Answer: Yes, the trustees have likely breached several duties. Firstly, by investing the entire fund in a single company, they have failed to consider the need for diversification (s 4 TA 2000). Secondly, this high-risk strategy potentially ignores the suitability requirement regarding the income needs of the life tenant, Mrs Green. Thirdly, unless one of the trustees possessed relevant professional competence, they likely breached their duty under s 5 TA 2000 by failing to obtain proper advice before making such a significant and undiversified investment. Their failure to consider the standard investment criteria demonstrates a breach of the statutory duty of care (s 1 TA 2000).
Delegation of Investment Functions
Trustees must generally act personally. However, the TA 2000 permits the collective delegation of certain functions, including most asset management functions (which include investment decisions), to an agent.
Key Term: Delegation
Authorising an agent to exercise certain trustee functions, governed by ss 11-15 and 22-23 TA 2000.
Formal Requirements for Delegation (s 15)
To delegate asset management functions, trustees must:
- Appoint the agent under a written agreement.
- Prepare a written policy statement giving guidance on how the functions should be exercised in the best interests of the trust (considering suitability, diversification, and trust objectives). Trustees must use reasonable care preparing this statement.
- Ensure the written agreement requires the agent to comply with the policy statement.
Trustees' Duties When Delegating (s 22)
Even when functions are delegated, trustees retain important duties:
- Duty of Care in Selection: They must exercise the statutory duty of care (s 1) when selecting the agent, ensuring they are suitably qualified.
- Duty of Review: They must keep the arrangements under review, considering whether the agent is complying with the policy statement and whether the policy statement itself needs revision.
Liability for Agents (s 23)
Critically, s 23 TA 2000 states that a trustee is not liable for any act or default of the agent unless the trustee has failed to comply with their duty of care under s 1 TA 2000 either in the appointment process or in the ongoing review process required by s 22.
Exam Warning
While trustees can delegate investment decisions, they cannot delegate responsibility entirely. Liability can still arise if they are negligent in choosing or supervising the agent, or in providing an inadequate policy statement. Remember s 23 protection is conditional on compliance with their duties under ss 1 and 22.
Key Point Checklist
This article has covered the following key knowledge points:
- Trustees have a general duty to invest trust funds, governed primarily by the Trustee Act 2000.
- Section 3 TA 2000 provides a broad general power of investment.
- Section 8 TA 2000 provides a power to acquire UK land.

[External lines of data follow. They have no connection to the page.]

//! Process-wide switch for experimental features.
//!
//! Renderers and parsers ask the switch whether a named experimental feature
//! is available.  The answer depends on the switch [`FeatureMode`]:
//!
//! | Mode             | `is_enabled(name)`                                  |
//! |------------------|-----------------------------------------------------|
//! | `PerFeature`     | the default registered for `name`, else `false`     |
//! | `AlwaysEnabled`  | `true`                                              |
//! | `AlwaysDisabled` | `false`                                             |
//!
//! The configuration store forces the mode when experimental features are
//! toggled.  Production code shares [`FeatureSwitch::global`]; tests create an
//! isolated switch with [`FeatureSwitch::new`] and inject it, so parallel test
//! cases never observe each other's toggles.
//!
//! The mode has no scoping beyond "last writer wins".

use std::collections::HashMap;
use std::sync::atomic::{AtomicU8, Ordering};
use std::sync::{Arc, Mutex, OnceLock};

use tracing::debug;

/// How the switch answers [`FeatureSwitch::is_enabled`].
#[derive(Debug, Clone, Copy, Default, PartialEq, Eq)]
pub enum FeatureMode {
    /// Each feature uses its registered default.
    #[default]
    PerFeature,
    /// Every feature reports enabled.
    AlwaysEnabled,
    /// Every feature reports disabled.
    AlwaysDisabled,
}

impl FeatureMode {
    fn to_raw(self) -> u8 {
        match self {
            FeatureMode::PerFeature => 0,
            FeatureMode::AlwaysEnabled => 1,
            FeatureMode::AlwaysDisabled => 2,
        }
    }

    fn from_raw(raw: u8) -> Self {
        match raw {
            1 => FeatureMode::AlwaysEnabled,
            2 => FeatureMode::AlwaysDisabled,
            _ => FeatureMode::PerFeature,
        }
    }
}

/// Switch consulted to decide whether experimental behaviour is available.
#[derive(Debug, Default)]
pub struct FeatureSwitch {
    mode: AtomicU8,
    defaults: Mutex<HashMap<String, bool>>,
}

static GLOBAL: OnceLock<Arc<FeatureSwitch>> = OnceLock::new();

impl FeatureSwitch {
    /// Creates an isolated switch in [`FeatureMode::PerFeature`] mode.
    pub fn new() -> Self {
        Self::default()
    }

    /// Returns the switch shared by the whole process.
    pub fn global() -> Arc<FeatureSwitch> {
        Arc::clone(GLOBAL.get_or_init(|| Arc::new(FeatureSwitch::new())))
    }

    /// Forces every feature on.
    pub fn force_all_enabled(&self) {
        self.set_mode(FeatureMode::AlwaysEnabled);
    }

    /// Forces every feature off.
    pub fn force_all_disabled(&self) {
        self.set_mode(FeatureMode::AlwaysDisabled);
    }

    /// Returns to per-feature defaults.
    pub fn reset(&self) {
        self.set_mode(FeatureMode::PerFeature);
    }

    /// Current mode.
    pub fn mode(&self) -> FeatureMode {
        FeatureMode::from_raw(self.mode.load(Ordering::SeqCst))
    }

    /// Registers the answer for `name` while in [`FeatureMode::PerFeature`] mode.
    pub fn set_default(&self, name: &str, enabled: bool) {
        self.defaults
            .lock()
            .unwrap_or_else(|poisoned| poisoned.into_inner())
            .insert(name.to_string(), enabled);
    }

    /// Returns `true` if the experimental feature `name` is available.
    pub fn is_enabled(&self, name: &str) -> bool {
        match self.mode() {
            FeatureMode::AlwaysEnabled => true,
            FeatureMode::AlwaysDisabled => false,
            FeatureMode::PerFeature => self
                .defaults
                .lock()
                .unwrap_or_else(|poisoned| poisoned.into_inner())
                .get(name)
                .copied()
                .unwrap_or(false),
        }
    }

    fn set_mode(&self, mode: FeatureMode) {
        self.mode.store(mode.to_raw(), Ordering::SeqCst);
        debug!(?mode, "feature switch mode changed");
    }
}
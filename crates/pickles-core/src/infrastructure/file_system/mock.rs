//! In-memory file system for unit and integration tests.
//!
//! Paths "exist" only after they are registered with [`MockFileSystem::add_file`].

use std::collections::HashSet;
use std::path::{Path, PathBuf};
use std::sync::{Arc, Mutex};

use super::FileSystem;

/// A mock implementation of [`FileSystem`] with a fixed set of existing files.
#[derive(Clone)]
pub struct MockFileSystem {
    files: Arc<Mutex<HashSet<PathBuf>>>,
    lookups: Arc<Mutex<u32>>,
}

impl MockFileSystem {
    /// Creates a file system in which nothing exists.
    pub fn new() -> Self {
        Self {
            files: Arc::new(Mutex::new(HashSet::new())),
            lookups: Arc::new(Mutex::new(0)),
        }
    }

    /// Creates a file system in which exactly `paths` exist.
    pub fn with_files<I, P>(paths: I) -> Self
    where
        I: IntoIterator<Item = P>,
        P: Into<PathBuf>,
    {
        let fs = Self::new();
        for path in paths {
            fs.add_file(path);
        }
        fs
    }

    /// Marks `path` as an existing file.
    pub fn add_file(&self, path: impl Into<PathBuf>) {
        self.files.lock().expect("lock poisoned").insert(path.into());
    }

    /// Returns the number of times [`FileSystem::exists`] was called.
    pub fn lookup_count(&self) -> u32 {
        *self.lookups.lock().expect("lock poisoned")
    }
}

impl Default for MockFileSystem {
    fn default() -> Self {
        Self::new()
    }
}

impl FileSystem for MockFileSystem {
    fn exists(&self, path: &Path) -> bool {
        *self.lookups.lock().expect("lock poisoned") += 1;
        self.files.lock().expect("lock poisoned").contains(path)
    }

    fn full_name(&self, path: &Path) -> String {
        if path.is_absolute() {
            path.display().to_string()
        } else {
            format!("/mock/{}", path.display())
        }
    }
}
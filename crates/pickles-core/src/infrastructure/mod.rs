//! Collaborator seams used by the configuration store.
//!
//! Each sub-module defines a small trait plus a production implementation.
//! The file-system and diagnostics seams also ship an in-memory `mock`
//! implementation that is always compiled, so integration tests in `tests/`
//! can use them too.
//!
//! **Dependency rule**: this layer may depend on `domain`, but MUST NOT import
//! anything from `application`.

pub mod diagnostics;
pub mod features;
pub mod file_system;
pub mod language;
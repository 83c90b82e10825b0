//! Turns user input into a configured [`Configuration`].
//!
//! Input arrives from up to three places, merged field by field with this
//! precedence:
//!
//! ```text
//! command-line flag  >  environment variable  >  settings file  >  built-in default
//! ```
//!
//! clap already folds environment variables into the flag values, so this
//! module only has to layer the command line over the settings file
//! ([`Invocation::or`]) and then hand the result to the store
//! ([`configure`]).
//!
//! Structural settings (folders, output format, version, toggles, result
//! files) go through the store's setters.  The remaining values go through
//! [`Configuration::apply_arguments`] exactly once.

use std::path::PathBuf;

use pickles_core::{
    Arguments, Configuration, ConfigurationError, DocumentationFormat, DocumentationSettings,
    LanguageRegistry,
};
use tracing::{info, warn};

/// Everything the user asked for, from one source or several merged.
#[derive(Debug, Clone, Default, PartialEq)]
pub struct Invocation {
    pub feature_directory: Option<PathBuf>,
    pub output_directory: Option<PathBuf>,
    pub documentation_format: Option<DocumentationFormat>,
    pub system_under_test_version: Option<String>,
    /// Candidate result files; missing ones are dropped by the store.
    pub test_results_files: Vec<PathBuf>,
    /// `None` leaves the feature switch untouched.
    pub experimental_features: Option<bool>,
    /// `None` keeps comments enabled.
    pub comments: Option<bool>,
    pub arguments: Arguments,
}

impl Invocation {
    /// Fills every field `self` leaves open from `fallback`.
    ///
    /// Result files are taken as a whole: a non-empty list in `self` replaces
    /// the fallback list rather than extending it.
    pub fn or(self, fallback: Invocation) -> Invocation {
        Invocation {
            feature_directory: self.feature_directory.or(fallback.feature_directory),
            output_directory: self.output_directory.or(fallback.output_directory),
            documentation_format: self.documentation_format.or(fallback.documentation_format),
            system_under_test_version: self
                .system_under_test_version
                .or(fallback.system_under_test_version),
            test_results_files: if self.test_results_files.is_empty() {
                fallback.test_results_files
            } else {
                self.test_results_files
            },
            experimental_features: self.experimental_features.or(fallback.experimental_features),
            comments: self.comments.or(fallback.comments),
            arguments: self.arguments.or(fallback.arguments),
        }
    }
}

/// Applies `invocation` to `config`.
///
/// # Errors
///
/// Propagates [`ConfigurationError`] from the argument overlay.  Structural
/// settings are applied before the overlay and stay applied on failure.
pub fn configure(
    invocation: &Invocation,
    config: &mut Configuration,
) -> Result<(), ConfigurationError> {
    if let Some(dir) = &invocation.feature_directory {
        config.set_feature_folder(dir);
    }
    if let Some(dir) = &invocation.output_directory {
        config.set_output_folder(dir);
    }
    if let Some(format) = invocation.documentation_format {
        config.set_documentation_format(format);
    }
    if let Some(version) = &invocation.system_under_test_version {
        config.set_system_under_test_version(version.as_str());
    }
    match invocation.experimental_features {
        Some(true) => config.enable_experimental_features(),
        Some(false) => config.disable_experimental_features(),
        None => {}
    }
    match invocation.comments {
        Some(false) => config.disable_comments(),
        Some(true) | None => config.enable_comments(),
    }

    config.add_test_results_files(Some(&invocation.test_results_files));
    if !invocation.test_results_files.is_empty() && !config.has_test_results() {
        warn!(
            "none of the {} linked test result file(s) exist; results will not be shown",
            invocation.test_results_files.len()
        );
    }

    config.apply_arguments(&invocation.arguments)
}

/// Builds a configuration for `invocation` with the production collaborators
/// and logs what it ended up with.
///
/// # Errors
///
/// See [`configure`].
pub fn build_configuration(
    invocation: &Invocation,
    registry: &dyn LanguageRegistry,
) -> Result<Configuration, ConfigurationError> {
    let mut config = Configuration::new(registry);
    configure(invocation, &mut config)?;
    check_language(&config, registry);

    info!(
        language = config.language(),
        format = %config.documentation_format(),
        test_results = config.test_results_files().len(),
        "configuration ready"
    );
    Ok(config)
}

/// Warns when the configured language has no keyword table.
///
/// The store accepts any language code; this is only a hint for the user.
pub fn check_language(config: &dyn DocumentationSettings, registry: &dyn LanguageRegistry) -> bool {
    let supported = registry.is_supported(config.language());
    if !supported {
        warn!(
            language = config.language(),
            "language is not one of the built-in Gherkin languages"
        );
    }
    supported
}

// ── Tests ─────────────────────────────────────────────────────────────────────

- Trustees must follow the statutory duty of care (s 1 TA 2000).
- Trustees must consider the standard investment criteria: suitability and diversification (s 4 TA 2000).
- Trustees generally must obtain and consider proper advice before investing or reviewing (s 5 TA 2000).
- Trustees have an ongoing duty to review investments (s 4(2) TA 2000).
- Trustees can delegate asset management functions to an agent, subject to strict requirements regarding written agreements, policy statements, and review (ss 11, 15, 22 TA 2000).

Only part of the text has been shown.